[Collected data entries]
******

#[cfg(test)]
mod tests {
    use super::*;
    use approx::assert_relative_eq;

    fn rosenbrock(p: &[f64]) -> MathResult<Vec<f64>> {
        Ok(vec![10.0 * (p[1] - p[0] * p[0]), 1.0 - p[0]])
    }

    #[test]
    fn test_default_config() {
        let config = LevenbergMarquardtConfig::default();
        assert_eq!(config.max_iterations, 100);
        assert_relative_eq!(config.jacobian_step, 1e-6);
        assert!(config.validate().is_ok());
    }

    #[test]
    fn test_config_builder() {
        let config = LevenbergMarquardtConfig::new()
            .with_max_iterations(25)
            .with_tolerance(1e-8)
            .with_initial_lambda(1e-2);

        assert_eq!(config.max_iterations, 25);
        assert_relative_eq!(config.ftol, 1e-8);
        assert_relative_eq!(config.gtol, 1e-8);
        assert_relative_eq!(config.initial_lambda, 1e-2);
    }

    #[test]
    fn test_config_validation() {
        assert!(LevenbergMarquardtConfig::new()
            .with_max_iterations(0)
            .validate()
            .is_err());
        assert!(LevenbergMarquardtConfig::new()
            .with_tolerance(-1.0)
            .validate()
            .is_err());
        assert!(LevenbergMarquardtConfig::new()
            .with_jacobian_step(0.0)
            .validate()
            .is_err());
        assert!(LevenbergMarquardtConfig::new()
            .with_initial_lambda(1e20)
            .validate()
            .is_err());
    }

    #[test]
    fn test_config_partial_json() {
        let config: LevenbergMarquardtConfig =
            serde_json::from_str(r#"{"max_iterations": 7}"#).unwrap();
        assert_eq!(config.max_iterations, 7);
        assert_relative_eq!(config.lambda_factor, 10.0);
    }

    #[test]
    fn test_linear_fit() {
        let xs: [f64; 5] = [0.0, 1.0, 2.0, 3.0, 4.0];
        let residuals = |p: &[f64]| -> MathResult<Vec<f64>> {
            Ok(xs.iter().map(|x| p[0] + p[1] * x - (1.0 + 2.0 * x)).collect())
        };

        let result = LevenbergMarquardt::default()
            .minimize(residuals, &[0.0, 0.0])
            .unwrap();

        assert_relative_eq!(result.parameters[0], 1.0, epsilon = 1e-8);
        assert_relative_eq!(result.parameters[1], 2.0, epsilon = 1e-8);
        assert!(result.max_abs_residual() < 1e-8);
    }

    #[test]
    fn test_exponential_fit() {
        let xs: [f64; 5] = [0.0, 1.0, 2.0, 3.0, 4.0];
        let ys: Vec<f64> = xs.iter().map(|x| 2.0 * (-0.5_f64 * x).exp()).collect();
        let residuals = |p: &[f64]| -> MathResult<Vec<f64>> {
            Ok(xs
                .iter()
                .zip(ys.iter())
                .map(|(x, y)| p[0] * (p[1] * x).exp() - y)
                .collect())
        };

        let result = LevenbergMarquardt::default()
            .minimize(residuals, &[1.0, 0.0])
            .unwrap();

        assert_relative_eq!(result.parameters[0], 2.0, epsilon = 1e-7);
        assert_relative_eq!(result.parameters[1], -0.5, epsilon = 1e-7);
    }

    #[test]
    fn test_rosenbrock() {
        let result = LevenbergMarquardt::default()
            .minimize(rosenbrock, &[-1.2, 1.0])
            .unwrap();

        assert_relative_eq!(result.parameters[0], 1.0, epsilon = 1e-6);
        assert_relative_eq!(result.parameters[1], 1.0, epsilon = 1e-6);
        assert!(result.rms() < 1e-8);
    }

    #[test]
    fn test_iteration_budget_exhausted() {
        let solver = LevenbergMarquardt::new(LevenbergMarquardtConfig::new().with_max_iterations(1));

        let err = solver.minimize(rosenbrock, &[-1.2, 1.0]).unwrap_err();
        assert!(matches!(
            err,
            MathError::ConvergenceFailed { iterations: 1, .. }
        ));
    }

    #[test]
    fn test_already_at_minimum() {
        let result = LevenbergMarquardt::default()
            .minimize(rosenbrock, &[1.0, 1.0])
            .unwrap();

        assert_eq!(result.iterations, 0);
        assert_eq!(result.termination, Termination::GradientTolerance);
        assert_eq!(result.cost, 0.0);
    }

    #[test]
    fn test_invalid_inputs() {
        let solver = LevenbergMarquardt::default();

        assert!(solver.minimize(rosenbrock, &[]).is_err());
        assert!(matches!(
            solver.minimize(rosenbrock, &[f64::NAN, 1.0]),
            Err(MathError::NonFiniteValue { .. })
        ));
        assert!(solver
            .minimize(|_| -> MathResult<Vec<f64>> { Ok(vec![]) }, &[1.0])
            .is_err());
    }

    #[test]
    fn test_residual_error_propagates() {
        let err = LevenbergMarquardt::default()
            .minimize(|_| -> MathResult<Vec<f64>> { Err(MathError::invalid_input("boom")) }, &[1.0])
            .unwrap_err();
        assert_eq!(err, MathError::invalid_input("boom"));
    }
}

******

> [Exercise requirements] From the records, copy out each line that includes the string "MathError".

> [Task result]
            MathError::ConvergenceFailed { iterations: 1, .. }
            Err(MathError::NonFiniteValue { .. })
            .minimize(|_| -> MathResult<Vec<f64>> { Err(MathError::invalid_input("boom")) }, &[1.0])
        assert_eq!(err, MathError::invalid_input("boom"));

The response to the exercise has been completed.